La felicidad en la soledad: cómo redescubrí el sabor de la vida tras la muerte de mi marido
Me llamo Carmen, tengo 52 años y sé que no todas las mujeres entenderán mis palabras. Es más, estoy segura de que algunas me juzgarán, se reirán y preguntarán: “¿Cómo puedes hablar así de tu marido, al que decías amar?” Pero no busco aprobación ni compasión. Solo quiero compartir lo que ocurrió conmigo después de que un gran capítulo de mi vida terminase… y comenzara uno nuevo.
Con Juan viví exactamente veinte años. Durante ese tiempo, nunca tuvimos lo más importante: hijos. Había muchas razones y, honestamente, con el tiempo dejamos de intentarlo. No fue una tragedia para nosotros, realmente éramos felices juntos. Juan era mi esposo, amigo y apoyo. Él siempre tomaba las decisiones y yo aceptaba. Nunca discutíamos. Todos a nuestro alrededor nos veían como la pareja perfecta. Me acostumbré a la idea de que mi destino era estar al lado de Juan, y no dudaba de lo correcto de este camino.
Pero un día, simplemente no despertó. Infarto. Sin advertencias. Sin oportunidad. Se fue en una noche, y yo… fue como si dejase de existir. La primera semana viví en un sueño: comenzaba cosas que no terminaba, confundía los días. El corazón se rompía de dolor. No tenía idea de cómo vivir sin él — todo en la casa, en el mundo, en mi cabeza giraba en torno a Juan.

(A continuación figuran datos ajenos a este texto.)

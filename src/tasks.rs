//! Side-effect task queue
//!
//! Notifications and real-time pushes run as detached tasks so the write path
//! returns as soon as its primary atomic update completes. A failing or
//! panicking task is logged and never reaches the submitter.

use futures::future::BoxFuture;
use std::future::Future;
use std::sync::atomic::{AtomicU64, AtomicUsize, Ordering};
use std::sync::Arc;
use tokio::sync::Notify;
use tracing::{debug, error, warn};

use crate::types::Result;

/// Task queue statistics
#[derive(Debug, Clone, Default, PartialEq, Eq)]
pub struct TaskStats {
    pub submitted: u64,
    pub failed: u64,
    pub in_flight: usize,
}

struct Inner {
    in_flight: AtomicUsize,
    submitted: AtomicU64,
    failed: AtomicU64,
    idle: Notify,
}

/// Fire-and-forget task submission
#[derive(Clone)]
pub struct TaskQueue {
    inner: Arc<Inner>,
}

impl TaskQueue {
    pub fn new() -> Self {
        Self {
            inner: Arc::new(Inner {
                in_flight: AtomicUsize::new(0),
                submitted: AtomicU64::new(0),
                failed: AtomicU64::new(0),
                idle: Notify::new(),
            }),
        }
    }

    /// Run `task` in the background. Must be called from within a tokio runtime.
    pub fn submit<F>(&self, name: &'static str, task: F)
    where
        F: Future<Output = Result<()>> + Send + 'static,
    {
        let task: BoxFuture<'static, Result<()>> = Box::pin(task);
        let inner = Arc::clone(&self.inner);
        inner.in_flight.fetch_add(1, Ordering::SeqCst);
        inner.submitted.fetch_add(1, Ordering::Relaxed);

        tokio::spawn(async move {
            // Inner spawn so a panic surfaces as a JoinError instead of
            // leaking the in-flight count
            match tokio::spawn(task).await {
                Ok(Ok(())) => debug!(task = name, "Task completed"),
                Ok(Err(e)) => {
                    inner.failed.fetch_add(1, Ordering::Relaxed);
                    warn!(task = name, error = %e, "Task failed");
                }
                Err(e) => {
                    inner.failed.fetch_add(1, Ordering::Relaxed);
                    error!(task = name, error = %e, "Task panicked");
                }
            }

            if inner.in_flight.fetch_sub(1, Ordering::SeqCst) == 1 {
                inner.idle.notify_waiters();
            }
        });
    }

    /// Wait until every submitted task has finished
    pub async fn wait_idle(&self) {
        loop {
            let notified = self.inner.idle.notified();
            if self.inner.in_flight.load(Ordering::SeqCst) == 0 {
                return;
            }
            notified.await;
        }
    }

    pub fn stats(&self) -> TaskStats {
        TaskStats {
            submitted: self.inner.submitted.load(Ordering::Relaxed),
            failed: self.inner.failed.load(Ordering::Relaxed),
            in_flight: self.inner.in_flight.load(Ordering::SeqCst),
        }
    }
}

impl Default for TaskQueue {
    fn default() -> Self {
        Self::new()
    }
}
//! Recipient-side notification lifecycle: created -> read -> deleted

use bson::DateTime;
use std::sync::Arc;
use tracing::debug;

use super::NotificationView;
use crate::db::store::{NotificationStore, Page};
use crate::types::{EngineError, Result};

/// Notification inbox of every actor
#[derive(Clone)]
pub struct Inbox {
    notifications: Arc<dyn NotificationStore>,
}

impl Inbox {
    pub fn new(notifications: Arc<dyn NotificationStore>) -> Self {
        Self { notifications }
    }

    /// Newest first
    pub async fn list(&self, recipient_id: &str, unread_only: bool, page: Page) -> Result<Vec<NotificationView>> {
        let records = self
            .notifications
            .list_notifications(recipient_id, unread_only, page)
            .await?;
        Ok(records.iter().map(NotificationView::from).collect())
    }

    pub async fn unread_count(&self, recipient_id: &str) -> Result<u64> {
        self.notifications.count_unread(recipient_id).await
    }

    /// Mark one of the recipient's notifications read. Idempotent.
    pub async fn mark_read(&self, notification_id: &str, recipient_id: &str) -> Result<()> {
        if !self
            .notifications
            .mark_read(notification_id, recipient_id, DateTime::now())
            .await?
        {
            return Err(not_found(notification_id));
        }
        Ok(())
    }

    /// Returns how many notifications changed
    pub async fn mark_all_read(&self, recipient_id: &str) -> Result<u64> {
        let changed = self
            .notifications
            .mark_all_read(recipient_id, DateTime::now())
            .await?;
        debug!(recipient_id = recipient_id, changed = changed, "Marked all notifications read");
        Ok(changed)
    }

    pub async fn delete(&self, notification_id: &str, recipient_id: &str) -> Result<()> {
        if !self
            .notifications
            .delete_notification(notification_id, recipient_id)
            .await?
        {
            return Err(not_found(notification_id));
        }
        Ok(())
    }
}

/// Someone else's record is reported exactly like a missing one
fn not_found(notification_id: &str) -> EngineError {
    EngineError::NotFound(format!("notification {notification_id}"))
}

#[cfg(test)]
mod tests {
    use super::*;
    use crate::db::schemas::{ActorDoc, NotificationType};
    use crate::db::store::ActorStore;
    use crate::db::MemoryStore;
    use crate::notify::{NotificationEvent, Notifier};
    use crate::realtime::LocalBroadcaster;
    use crate::tasks::TaskQueue;

    async fn seeded() -> (Arc<MemoryStore>, Inbox, Vec<String>) {
        let store = Arc::new(MemoryStore::new());
        for id in ["alice", "bob", "carol"] {
            store.insert_actor(ActorDoc::new(id, id)).await.unwrap();
        }
        let notifier = Notifier::new(
            store.clone(),
            store.clone(),
            Arc::new(LocalBroadcaster::new()),
            TaskQueue::new(),
        );

        let mut ids = Vec::new();
        for sender in ["bob", "carol", "bob"] {
            let event = NotificationEvent::new(NotificationType::Mention, "alice", sender);
            ids.push(notifier.notify(event).await.unwrap().unwrap().id);
        }
        (store.clone(), Inbox::new(store), ids)
    }

    #[tokio::test]
    async fn test_list_and_unread_count() {
        let (_store, inbox, _ids) = seeded().await;

        assert_eq!(inbox.list("alice", false, Page::default()).await.unwrap().len(), 3);
        assert_eq!(inbox.list("alice", false, Page::new(2, 2)).await.unwrap().len(), 1);
        assert_eq!(inbox.unread_count("alice").await.unwrap(), 3);
        assert!(inbox.list("bob", false, Page::default()).await.unwrap().is_empty());
    }

    #[tokio::test]
    async fn test_mark_read_is_idempotent() {
        let (_store, inbox, ids) = seeded().await;

        inbox.mark_read(&ids[0], "alice").await.unwrap();
        inbox.mark_read(&ids[0], "alice").await.unwrap();

        assert_eq!(inbox.unread_count("alice").await.unwrap(), 2);
        assert_eq!(inbox.list("alice", true, Page::default()).await.unwrap().len(), 2);
    }

    #[tokio::test]
    async fn test_other_recipients_records_are_not_found() {
        let (_store, inbox, ids) = seeded().await;

        assert!(matches!(inbox.mark_read(&ids[0], "bob").await, Err(EngineError::NotFound(_))));
        assert!(matches!(inbox.delete(&ids[0], "bob").await, Err(EngineError::NotFound(_))));
        assert_eq!(inbox.unread_count("alice").await.unwrap(), 3);
    }

    #[tokio::test]
    async fn test_mark_all_read_then_delete() {
        let (store, inbox, ids) = seeded().await;

        assert_eq!(inbox.mark_all_read("alice").await.unwrap(), 3);
        assert_eq!(inbox.mark_all_read("alice").await.unwrap(), 0);

        tokio_test::assert_ok!(inbox.delete(&ids[1], "alice").await);
        assert_eq!(store.all_notifications().len(), 2);
        assert!(matches!(inbox.delete(&ids[1], "alice").await, Err(EngineError::NotFound(_))));
    }
}
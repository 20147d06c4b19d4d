//! Logging infrastructure
//!
//! Tracing subscriber setup for the daemon and the moderation audit trail.

pub mod audit;

pub use audit::{AuditEvent, AuditEventType, AuditLogger};

use tracing_subscriber::{fmt, layer::SubscriberExt, util::SubscriberInitExt, EnvFilter};

/// Install the global subscriber.
///
/// `RUST_LOG` wins when set; otherwise `agora=<log_level>,info`.
pub fn init_tracing(log_level: &str, json: bool) {
    let filter = EnvFilter::try_from_default_env()
        .unwrap_or_else(|_| format!("agora={},info", log_level).into());

    let registry = tracing_subscriber::registry().with(filter);
    if json {
        registry.with(fmt::layer().json()).init();
    } else {
        registry.with(fmt::layer()).init();
    }
}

Una amiga me convenció para ir a los Pirineos. Ella sabía que siempre había querido ir a las montañas, pero Juan lo consideraba “una pérdida de tiempo”. Fui… y, para mi horror, sentí alivio. Caminaba sobre la nieve crujiente, respiraba el aire frío y de repente me di cuenta de que me sentía ligera. Libre. Como si finalmente me hubiera quitado algo pesado de encima.
Así comenzó mi nueva vida. Los sábados, una y otra vez, me iba a las montañas. Sin compañía, sin un propósito, solo caminar y respirar. Luego me inscribí en clases de baile. Baile latino. Nunca hubiera pensado que estaría bailando samba y salsa después de los cincuenta. Las habladurías no tardaron en llegar: “La viuda se divierte”, “aún no han pasado cuarenta días y ya está bailando”. Pero yo callaba. Realmente estaba de luto, aún quiero a Juan. Pero junto a eso… por primera vez en mi vida sentí el sabor de la vida.
Le regalé a los vecinos todos los frascos de mermelada que solo hacía por Juan, aunque a mí no me gustaba en absoluto esa bebida dulce. Viajé a Sevilla, una ciudad con la que soñaba toda mi vida y que Juan consideraba “demasiado pretenciosa”. En Nochevieja no preparé ensaladilla rusa ni merluza a la gallega por primera vez en veinte años. Fui a un restaurante, sola, elegante, con vino y música. Y me sentí bien.
Han pasado cinco años desde que Juan ya no está. En estos años he hecho todo lo que antes solo soñaba. He pintado, viajado, simplemente me he sentado en el balcón con un libro mirando la ciudad sin sentir que debía preparar la comida, cuidar, atender a alguien. Es como si hubiera recuperado mi “yo” perdido.
Todos a mi alrededor dicen: “Carmen, es hora de casarte de nuevo. Eres joven, hermosa, activa”. Y yo sonrío. No, no quiero casarme de nuevo. No porque tema la traición, la decepción o el dolor. No. Simplemente, por primera vez he encontrado lo que siempre me faltaba: tranquilidad interior. Calma. La sencilla felicidad de vivir como quiero. Sin mirar atrás. Sin pedir permiso. Sin adaptarme.
Esto no significa que no quisiera a Juan. Lo amaba. Y tal vez lo sigo queriendo. Pero ahora sé que el amor por un hombre no es el único sentido de la vida de una mujer. El respeto por una misma, el cuidado de los propios deseos, el derecho a ser una misma, eso es lo importante. Y si a alguien esto le parece egoísmo, que así sea. Yo, la “viuda alegre”, finalmente me he convertido en una mujer simplemente feliz.